Jimut123 avatar Jimut123 commented on May 25, 2024

I probably might have run into this bug before, but ignored it, as I thought it might be a network connection issue. Here is a workable idea to solve the issue, but not sure if it will be efficient. Let’s keep a temporary database for each run containing the IDs and corresponding marker to tile image and corresponding road masks. We need to continue the download until all the markers are marked to 1.

ID Road Mask
XXXXX1_YYYYY1 1 1
XXXXX1_YYYYY2 1 1
XXXXX1_YYYYY3 0 0
... ... ...

I am not sure if this will provide a suitable solution. It might also happen that some tiles are not downloading at all and we need to do this repeatedly. Please provide suggestions, if you find a better way to mitigate the problem :)

from jimutmap.

robmarkcole avatar robmarkcole commented on May 25, 2024

It appears the first 2-3 requests go through, then subsequent ones do not. I've tried adding some sleep, without success. Could it be a block on the IP or issue with the auth?

Your suggestion is to use retries essentially? I've used this approach in previous role as data engineer.

from jimutmap.

Jimut123 avatar Jimut123 commented on May 25, 2024

I am thinking of using retries as it came to my mind in the first glance of the issue. If the issue is regarding block on the IP or authentication, then I am not sure if that will work out or not. I also thought that it might also be an issue with the multiprocessing.pool library, since in case of overloading of requests, I am assuming Operating System might kill some requests internally.
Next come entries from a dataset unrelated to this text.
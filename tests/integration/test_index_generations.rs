//! Persisted index generations: reload, swap, staleness and corruption.

use std::sync::Arc;

use chartcoder::{CodingEngine, CodingError, IndexStore};
use tempfile::TempDir;

use crate::fixtures::{
    NEUROLOGY_AND_MORE, built_engine, catalog_of, hashing, mixed_catalog, settings,
};

const NOTE: &str = "throbbing migraine with aura since this morning";

#[test]
fn test_reopened_engine_serves_published_index() {
    let dir = TempDir::new().unwrap();
    let expected = {
        let engine = built_engine(&dir);
        let expected = engine.assign(NOTE).unwrap();
        engine.close();
        expected
    };

    let engine = CodingEngine::open(settings(&dir, 2, 6)).unwrap();
    assert_eq!(engine.assign(NOTE).unwrap(), expected);

    let manifest = engine.manifest().unwrap();
    assert_eq!(manifest.code_count, mixed_catalog().len());
    assert_eq!(manifest.model_name, "hashing");
    assert!(engine.check_catalog(&mixed_catalog()).is_ok());
}

#[test]
fn test_rebuild_swaps_generation_and_prunes_old_one() {
    let dir = TempDir::new().unwrap();
    let engine = built_engine(&dir);
    let first = engine.store().current_generation().unwrap().unwrap();

    let smaller = catalog_of(&NEUROLOGY_AND_MORE[..6]);
    let report = engine.build_catalog_index(&smaller).unwrap();
    let second = engine.store().current_generation().unwrap().unwrap();

    assert_ne!(first, second);
    assert_eq!(report.generation, second);
    assert!(!first.exists());
    assert_eq!(engine.store().generations().unwrap().len(), 1);
    assert_eq!(engine.manifest().unwrap().code_count, 6);
}

#[test]
fn test_snapshot_outlives_rebuild() {
    let dir = TempDir::new().unwrap();
    let engine = built_engine(&dir);
    let before = engine.index().unwrap();

    engine
        .build_catalog_index(&catalog_of(&NEUROLOGY_AND_MORE[..6]))
        .unwrap();
    let after = engine.index().unwrap();

    assert!(!Arc::ptr_eq(&before, &after));
    assert_eq!(before.code_count(), NEUROLOGY_AND_MORE.len());
    assert_eq!(after.code_count(), 6);
}

#[test]
fn test_queries_run_during_rebuild() {
    let dir = TempDir::new().unwrap();
    let engine = built_engine(&dir);
    let catalog = mixed_catalog();

    std::thread::scope(|scope| {
        let readers: Vec<_> = (0..4)
            .map(|_| {
                scope.spawn(|| {
                    (0..20)
                        .map(|_| engine.assign(NOTE).map(|m| m.code.id.to_string()))
                        .collect::<Vec<_>>()
                })
            })
            .collect();

        scope.spawn(|| engine.build_catalog_index(&catalog).unwrap());

        for reader in readers {
            for result in reader.join().unwrap() {
                assert!(result.unwrap().starts_with("G43"));
            }
        }
    });
}

#[test]
fn test_first_load_races_rebuild() {
    let dir = TempDir::new().unwrap();
    built_engine(&dir).close();
    let catalog = mixed_catalog();

    // same engine: nothing loaded yet when the rebuild starts
    let engine = CodingEngine::open(settings(&dir, 2, 6)).unwrap();
    std::thread::scope(|scope| {
        let readers: Vec<_> = (0..4)
            .map(|_| scope.spawn(|| engine.assign(NOTE)))
            .collect();
        scope.spawn(|| engine.build_catalog_index(&catalog).unwrap());

        for reader in readers {
            assert!(reader.join().unwrap().is_ok());
        }
    });

    // another engine publishing over the generation a fresh engine is reading
    let builder = CodingEngine::open(settings(&dir, 2, 6)).unwrap();
    std::thread::scope(|scope| {
        let readers: Vec<_> = (0..4)
            .map(|_| {
                scope.spawn(|| {
                    (0..5)
                        .map(|_| {
                            let fresh = CodingEngine::open(settings(&dir, 2, 6)).unwrap();
                            fresh.assign(NOTE).map(|m| m.code.id.to_string())
                        })
                        .collect::<Vec<_>>()
                })
            })
            .collect();
        scope.spawn(|| {
            for _ in 0..2 {
                builder.build_catalog_index(&catalog).unwrap();
            }
        });

        for reader in readers {
            for result in reader.join().unwrap() {
                assert!(result.unwrap().starts_with("G43"));
            }
        }
    });
}

#[test]
fn test_changed_catalog_is_stale() {
    let dir = TempDir::new().unwrap();
    built_engine(&dir).close();

    let engine = CodingEngine::open(settings(&dir, 2, 6)).unwrap();
    let edited = catalog_of(&NEUROLOGY_AND_MORE[1..]);
    let error = engine.check_catalog(&edited).unwrap_err();

    assert!(matches!(error, CodingError::StaleIndex { .. }));
    assert_eq!(error.status_code(), "STALE_INDEX");
}

#[test]
fn test_assign_without_index_is_not_built() {
    let dir = TempDir::new().unwrap();
    let engine = CodingEngine::open(settings(&dir, 2, 6)).unwrap();

    let error = engine.assign(NOTE).unwrap_err();
    assert!(matches!(error, CodingError::NotBuilt { .. }));
    assert!(matches!(
        engine.check_catalog(&mixed_catalog()),
        Err(CodingError::NotBuilt { .. })
    ));
}

#[test]
fn test_other_embedding_width_is_dimension_mismatch() {
    let dir = TempDir::new().unwrap();
    built_engine(&dir).close();

    let mut narrower = settings(&dir, 2, 6);
    narrower.embedding.hashing_dimension = 512;
    let engine = CodingEngine::open(narrower).unwrap();

    assert!(matches!(
        engine.assign(NOTE),
        Err(CodingError::DimensionMismatch { actual: 512, .. })
    ));
}

#[test]
fn test_corrupt_pointer_does_not_block_rebuild() {
    let dir = TempDir::new().unwrap();
    built_engine(&dir).close();

    let config = settings(&dir, 2, 6);
    std::fs::write(config.index_dir().join("CURRENT"), "../../etc").unwrap();

    let engine = CodingEngine::with_generator(config, hashing()).unwrap();
    assert!(matches!(
        engine.assign(NOTE),
        Err(CodingError::Storage { .. })
    ));

    engine.build_catalog_index(&mixed_catalog()).unwrap();
    assert!(engine.assign(NOTE).is_ok());
    assert!(IndexStore::new(engine.store().root()).load().is_ok());
}

#[test]
fn test_csv_catalog_builds_end_to_end() {
    let dir = TempDir::new().unwrap();
    let path = dir.path().join("codes.csv");
    let mut csv = String::from("icd_code,short_description,long_description\n");
    for (id, short, long) in NEUROLOGY_AND_MORE {
        csv.push_str(&format!("{id},\"{short}\",\"{long}\"\n"));
    }
    std::fs::write(&path, csv).unwrap();

    let catalog = chartcoder::Catalog::load(&path).unwrap();
    assert_eq!(catalog.fingerprint(), mixed_catalog().fingerprint());

    let engine = CodingEngine::open(settings(&dir, 2, 6)).unwrap();
    engine.build_catalog_index(&catalog).unwrap();
    assert!(engine.check_catalog(&mixed_catalog()).is_ok());
}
In that case, retries will be our only option :)

from jimutmap.

Jimut123 avatar Jimut123 commented on May 25, 2024

I think the maximum threads offered by CPU (in my case it is 4) will also work.

Thanks for pin-pointing the issue, now I am sure it is a thread issue. The only problem with threads=1 is it will be very slow compared to the others, since it is searching deterministically. But increasing the thread over the capacity of hardware may also cause the computer to slow down, like for example in Linux and Windows-based OS, it slows down considerably and may even result in deadlock (hang).

Retries will again slow down, since we are checking it repeatedly. Looks like I have to use some buffer mechanism, which selectively retries the links by using the database. It will slow down things considerably, but using multiprocessing within retries may solve the issue. I have an exam tomorrow. Let’s see, I hope I will come up with a workable, efficient solution by next week.

from jimutmap.

Jimut123 avatar Jimut123 commented on May 25, 2024

Hi, it should work now, created a dirty patch, and it will be a bit slow to start probably. The patch uses the maximum number of threads the core of your CPU can provide, so this will be the maximum limit of the hardware.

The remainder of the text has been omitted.